+++ Task inputs +++

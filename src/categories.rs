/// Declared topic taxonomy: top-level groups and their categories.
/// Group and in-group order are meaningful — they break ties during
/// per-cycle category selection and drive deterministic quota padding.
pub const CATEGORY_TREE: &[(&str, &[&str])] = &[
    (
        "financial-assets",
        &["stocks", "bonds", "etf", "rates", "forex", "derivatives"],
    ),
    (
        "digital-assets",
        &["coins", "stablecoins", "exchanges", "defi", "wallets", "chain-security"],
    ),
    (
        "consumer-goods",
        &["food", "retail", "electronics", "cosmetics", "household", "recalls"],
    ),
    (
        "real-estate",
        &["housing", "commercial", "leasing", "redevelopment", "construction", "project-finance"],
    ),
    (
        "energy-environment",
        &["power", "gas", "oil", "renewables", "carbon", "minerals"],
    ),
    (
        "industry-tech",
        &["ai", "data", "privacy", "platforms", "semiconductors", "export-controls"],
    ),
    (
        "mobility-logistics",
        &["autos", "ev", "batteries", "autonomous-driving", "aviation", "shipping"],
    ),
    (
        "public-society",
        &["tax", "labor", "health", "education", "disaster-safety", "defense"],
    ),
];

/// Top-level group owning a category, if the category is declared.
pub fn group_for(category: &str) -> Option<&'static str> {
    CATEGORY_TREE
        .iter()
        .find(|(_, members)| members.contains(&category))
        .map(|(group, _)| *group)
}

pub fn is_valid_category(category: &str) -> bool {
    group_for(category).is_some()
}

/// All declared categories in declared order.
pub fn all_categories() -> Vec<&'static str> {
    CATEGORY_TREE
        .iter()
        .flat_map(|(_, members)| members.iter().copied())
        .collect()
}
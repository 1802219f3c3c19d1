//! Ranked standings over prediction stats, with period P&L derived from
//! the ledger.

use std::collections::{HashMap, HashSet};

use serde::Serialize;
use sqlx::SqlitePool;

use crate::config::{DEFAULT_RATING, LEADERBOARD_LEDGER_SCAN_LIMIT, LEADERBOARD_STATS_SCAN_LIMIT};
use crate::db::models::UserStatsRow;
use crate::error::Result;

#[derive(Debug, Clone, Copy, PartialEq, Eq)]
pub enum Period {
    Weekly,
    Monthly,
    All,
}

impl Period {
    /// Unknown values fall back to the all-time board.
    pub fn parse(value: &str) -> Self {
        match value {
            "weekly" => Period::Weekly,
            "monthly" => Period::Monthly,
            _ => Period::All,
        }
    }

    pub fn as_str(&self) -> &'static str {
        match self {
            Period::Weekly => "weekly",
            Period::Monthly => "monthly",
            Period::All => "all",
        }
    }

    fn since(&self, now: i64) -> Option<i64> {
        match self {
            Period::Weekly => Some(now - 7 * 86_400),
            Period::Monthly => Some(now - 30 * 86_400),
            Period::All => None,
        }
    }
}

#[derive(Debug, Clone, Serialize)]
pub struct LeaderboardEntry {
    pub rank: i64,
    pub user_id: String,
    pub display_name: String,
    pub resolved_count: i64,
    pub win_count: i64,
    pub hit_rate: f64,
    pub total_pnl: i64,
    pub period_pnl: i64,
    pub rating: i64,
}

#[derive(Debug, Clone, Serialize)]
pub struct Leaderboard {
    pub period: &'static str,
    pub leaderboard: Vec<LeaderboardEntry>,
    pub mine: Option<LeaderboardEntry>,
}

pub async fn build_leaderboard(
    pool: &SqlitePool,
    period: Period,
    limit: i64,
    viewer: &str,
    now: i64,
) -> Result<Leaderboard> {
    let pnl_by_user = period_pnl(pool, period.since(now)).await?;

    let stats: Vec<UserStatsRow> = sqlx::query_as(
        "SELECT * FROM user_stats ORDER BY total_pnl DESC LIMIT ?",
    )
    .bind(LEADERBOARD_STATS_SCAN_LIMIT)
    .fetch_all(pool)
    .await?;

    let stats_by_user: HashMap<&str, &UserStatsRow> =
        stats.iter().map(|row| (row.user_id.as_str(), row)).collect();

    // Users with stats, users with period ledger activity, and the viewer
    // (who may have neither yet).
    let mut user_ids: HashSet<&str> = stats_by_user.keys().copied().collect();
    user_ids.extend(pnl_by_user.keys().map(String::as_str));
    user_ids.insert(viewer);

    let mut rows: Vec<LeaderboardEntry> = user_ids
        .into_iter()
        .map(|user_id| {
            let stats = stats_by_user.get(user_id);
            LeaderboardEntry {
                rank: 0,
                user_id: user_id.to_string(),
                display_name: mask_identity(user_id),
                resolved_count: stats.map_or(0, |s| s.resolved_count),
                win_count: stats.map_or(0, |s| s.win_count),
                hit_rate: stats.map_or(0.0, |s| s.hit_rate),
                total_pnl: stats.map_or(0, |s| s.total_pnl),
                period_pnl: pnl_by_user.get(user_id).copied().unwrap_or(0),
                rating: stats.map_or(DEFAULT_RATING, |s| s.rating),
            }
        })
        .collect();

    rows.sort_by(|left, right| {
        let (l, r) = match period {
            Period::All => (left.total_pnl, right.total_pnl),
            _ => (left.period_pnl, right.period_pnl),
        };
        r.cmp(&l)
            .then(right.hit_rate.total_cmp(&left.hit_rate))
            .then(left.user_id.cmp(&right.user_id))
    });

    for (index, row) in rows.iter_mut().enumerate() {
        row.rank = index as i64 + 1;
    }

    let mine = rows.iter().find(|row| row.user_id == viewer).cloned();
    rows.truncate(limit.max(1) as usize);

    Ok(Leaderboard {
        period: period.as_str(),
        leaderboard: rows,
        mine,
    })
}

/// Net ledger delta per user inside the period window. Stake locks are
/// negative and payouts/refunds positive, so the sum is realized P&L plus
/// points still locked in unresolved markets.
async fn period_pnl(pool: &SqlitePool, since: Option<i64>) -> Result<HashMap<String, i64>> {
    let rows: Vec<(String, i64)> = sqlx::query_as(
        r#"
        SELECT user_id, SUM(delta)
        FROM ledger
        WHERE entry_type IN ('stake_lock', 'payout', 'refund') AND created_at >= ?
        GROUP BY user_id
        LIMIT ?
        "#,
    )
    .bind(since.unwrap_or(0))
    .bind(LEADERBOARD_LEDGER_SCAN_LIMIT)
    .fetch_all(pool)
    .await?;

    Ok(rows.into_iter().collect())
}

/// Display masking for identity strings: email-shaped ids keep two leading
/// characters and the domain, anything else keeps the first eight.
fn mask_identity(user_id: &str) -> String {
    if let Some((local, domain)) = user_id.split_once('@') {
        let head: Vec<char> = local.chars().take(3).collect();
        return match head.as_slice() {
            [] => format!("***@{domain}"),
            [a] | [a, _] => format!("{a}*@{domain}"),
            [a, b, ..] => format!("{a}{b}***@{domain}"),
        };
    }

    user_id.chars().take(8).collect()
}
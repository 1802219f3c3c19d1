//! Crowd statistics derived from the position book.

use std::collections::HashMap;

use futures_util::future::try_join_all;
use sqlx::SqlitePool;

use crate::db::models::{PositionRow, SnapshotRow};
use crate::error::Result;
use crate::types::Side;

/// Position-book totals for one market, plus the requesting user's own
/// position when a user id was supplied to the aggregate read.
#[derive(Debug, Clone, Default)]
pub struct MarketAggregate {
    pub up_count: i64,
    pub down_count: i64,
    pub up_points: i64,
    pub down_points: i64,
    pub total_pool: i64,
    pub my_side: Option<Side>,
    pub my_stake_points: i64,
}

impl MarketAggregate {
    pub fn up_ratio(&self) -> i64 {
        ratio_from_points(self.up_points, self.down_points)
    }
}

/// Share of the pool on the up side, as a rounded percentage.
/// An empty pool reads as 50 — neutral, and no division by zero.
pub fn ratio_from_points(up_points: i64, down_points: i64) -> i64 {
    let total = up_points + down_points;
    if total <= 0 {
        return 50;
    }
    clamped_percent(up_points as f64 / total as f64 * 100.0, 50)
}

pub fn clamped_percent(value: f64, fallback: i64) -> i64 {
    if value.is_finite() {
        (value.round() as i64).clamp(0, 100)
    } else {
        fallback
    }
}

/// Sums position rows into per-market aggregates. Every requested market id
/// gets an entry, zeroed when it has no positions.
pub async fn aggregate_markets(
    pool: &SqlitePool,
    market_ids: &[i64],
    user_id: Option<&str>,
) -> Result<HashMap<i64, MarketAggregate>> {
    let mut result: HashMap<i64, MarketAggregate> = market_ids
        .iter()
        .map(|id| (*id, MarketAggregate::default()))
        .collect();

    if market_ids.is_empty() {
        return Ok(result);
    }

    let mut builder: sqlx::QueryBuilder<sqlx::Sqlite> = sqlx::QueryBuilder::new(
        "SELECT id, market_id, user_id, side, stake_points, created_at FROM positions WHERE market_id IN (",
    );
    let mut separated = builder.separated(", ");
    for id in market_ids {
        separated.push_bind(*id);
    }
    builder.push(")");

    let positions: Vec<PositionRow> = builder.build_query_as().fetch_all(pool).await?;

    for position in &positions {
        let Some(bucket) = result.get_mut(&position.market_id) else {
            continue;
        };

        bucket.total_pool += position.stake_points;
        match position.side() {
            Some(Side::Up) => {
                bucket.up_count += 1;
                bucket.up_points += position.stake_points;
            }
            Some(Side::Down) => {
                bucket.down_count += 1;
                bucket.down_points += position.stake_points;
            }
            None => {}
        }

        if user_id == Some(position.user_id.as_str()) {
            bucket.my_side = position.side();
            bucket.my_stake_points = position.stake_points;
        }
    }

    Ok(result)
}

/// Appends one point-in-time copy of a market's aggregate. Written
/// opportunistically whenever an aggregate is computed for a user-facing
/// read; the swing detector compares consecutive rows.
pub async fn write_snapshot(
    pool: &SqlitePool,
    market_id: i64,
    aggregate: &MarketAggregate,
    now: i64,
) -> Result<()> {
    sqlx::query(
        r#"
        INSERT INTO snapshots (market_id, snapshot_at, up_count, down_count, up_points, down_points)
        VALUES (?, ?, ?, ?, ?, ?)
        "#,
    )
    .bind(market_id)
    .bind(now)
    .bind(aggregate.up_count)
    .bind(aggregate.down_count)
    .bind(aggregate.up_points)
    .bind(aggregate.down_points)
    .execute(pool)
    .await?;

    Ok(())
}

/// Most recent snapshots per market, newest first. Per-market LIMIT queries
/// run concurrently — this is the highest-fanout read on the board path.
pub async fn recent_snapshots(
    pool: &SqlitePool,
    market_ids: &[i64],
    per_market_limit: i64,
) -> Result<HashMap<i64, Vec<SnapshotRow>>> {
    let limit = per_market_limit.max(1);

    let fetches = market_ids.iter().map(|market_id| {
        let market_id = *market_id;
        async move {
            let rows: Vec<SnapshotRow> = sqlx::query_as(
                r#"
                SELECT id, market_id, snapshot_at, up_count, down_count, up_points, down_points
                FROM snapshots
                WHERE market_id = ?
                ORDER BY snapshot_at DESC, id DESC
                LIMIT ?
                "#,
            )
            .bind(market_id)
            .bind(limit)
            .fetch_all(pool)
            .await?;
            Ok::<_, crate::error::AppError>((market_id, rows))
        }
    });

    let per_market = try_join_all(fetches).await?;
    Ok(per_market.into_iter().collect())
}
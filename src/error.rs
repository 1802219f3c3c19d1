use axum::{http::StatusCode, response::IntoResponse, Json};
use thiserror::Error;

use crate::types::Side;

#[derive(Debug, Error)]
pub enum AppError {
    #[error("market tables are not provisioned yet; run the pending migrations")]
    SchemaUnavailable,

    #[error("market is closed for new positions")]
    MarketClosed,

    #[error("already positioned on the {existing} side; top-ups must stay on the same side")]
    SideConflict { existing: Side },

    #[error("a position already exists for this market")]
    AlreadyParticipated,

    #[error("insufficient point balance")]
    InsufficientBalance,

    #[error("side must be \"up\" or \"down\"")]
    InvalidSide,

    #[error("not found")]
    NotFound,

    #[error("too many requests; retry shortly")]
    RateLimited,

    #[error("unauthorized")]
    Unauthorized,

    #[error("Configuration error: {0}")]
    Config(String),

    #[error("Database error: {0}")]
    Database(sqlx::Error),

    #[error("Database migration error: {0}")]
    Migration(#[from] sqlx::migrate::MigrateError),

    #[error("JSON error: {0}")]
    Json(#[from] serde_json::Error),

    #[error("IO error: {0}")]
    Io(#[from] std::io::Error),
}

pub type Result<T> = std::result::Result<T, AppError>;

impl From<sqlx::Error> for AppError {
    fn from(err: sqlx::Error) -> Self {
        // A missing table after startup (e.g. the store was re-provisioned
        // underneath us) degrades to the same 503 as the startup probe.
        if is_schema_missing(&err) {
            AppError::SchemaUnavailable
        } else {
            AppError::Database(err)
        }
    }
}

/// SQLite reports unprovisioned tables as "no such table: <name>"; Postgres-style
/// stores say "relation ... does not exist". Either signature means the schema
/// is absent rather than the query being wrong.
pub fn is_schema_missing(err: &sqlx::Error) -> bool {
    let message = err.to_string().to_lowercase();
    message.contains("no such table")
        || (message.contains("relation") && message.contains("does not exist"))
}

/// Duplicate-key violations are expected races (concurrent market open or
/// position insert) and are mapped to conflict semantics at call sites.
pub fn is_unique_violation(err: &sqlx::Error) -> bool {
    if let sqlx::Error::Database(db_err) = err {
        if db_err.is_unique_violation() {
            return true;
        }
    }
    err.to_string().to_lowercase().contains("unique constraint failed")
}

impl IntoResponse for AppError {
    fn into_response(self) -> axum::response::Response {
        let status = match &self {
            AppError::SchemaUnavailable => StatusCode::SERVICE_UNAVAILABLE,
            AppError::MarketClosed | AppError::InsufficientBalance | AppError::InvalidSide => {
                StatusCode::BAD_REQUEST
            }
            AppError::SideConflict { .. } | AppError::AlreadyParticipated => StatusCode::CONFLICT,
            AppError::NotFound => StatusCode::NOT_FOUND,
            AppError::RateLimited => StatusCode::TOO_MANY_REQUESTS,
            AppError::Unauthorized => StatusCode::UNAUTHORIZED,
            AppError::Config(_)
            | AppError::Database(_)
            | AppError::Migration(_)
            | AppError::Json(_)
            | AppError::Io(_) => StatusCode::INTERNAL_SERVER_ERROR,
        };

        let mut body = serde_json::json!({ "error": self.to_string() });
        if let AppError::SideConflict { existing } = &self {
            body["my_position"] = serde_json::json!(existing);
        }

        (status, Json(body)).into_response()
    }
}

+++

# Your objective:
The response must hold only the lines above from the line with "use std::collections::HashMap;" through the line with "pub fn up_ratio(&self)", each copied exactly, both ends kept.

# Reply:
use std::collections::HashMap;

use futures_util::future::try_join_all;
use sqlx::SqlitePool;

use crate::db::models::{PositionRow, SnapshotRow};
use crate::error::Result;
use crate::types::Side;

/// Position-book totals for one market, plus the requesting user's own
/// position when a user id was supplied to the aggregate read.
#[derive(Debug, Clone, Default)]
pub struct MarketAggregate {
    pub up_count: i64,
    pub down_count: i64,
    pub up_points: i64,
    pub down_points: i64,
    pub total_pool: i64,
    pub my_side: Option<Side>,
    pub my_stake_points: i64,
}

impl MarketAggregate {
    pub fn up_ratio(&self) -> i64 {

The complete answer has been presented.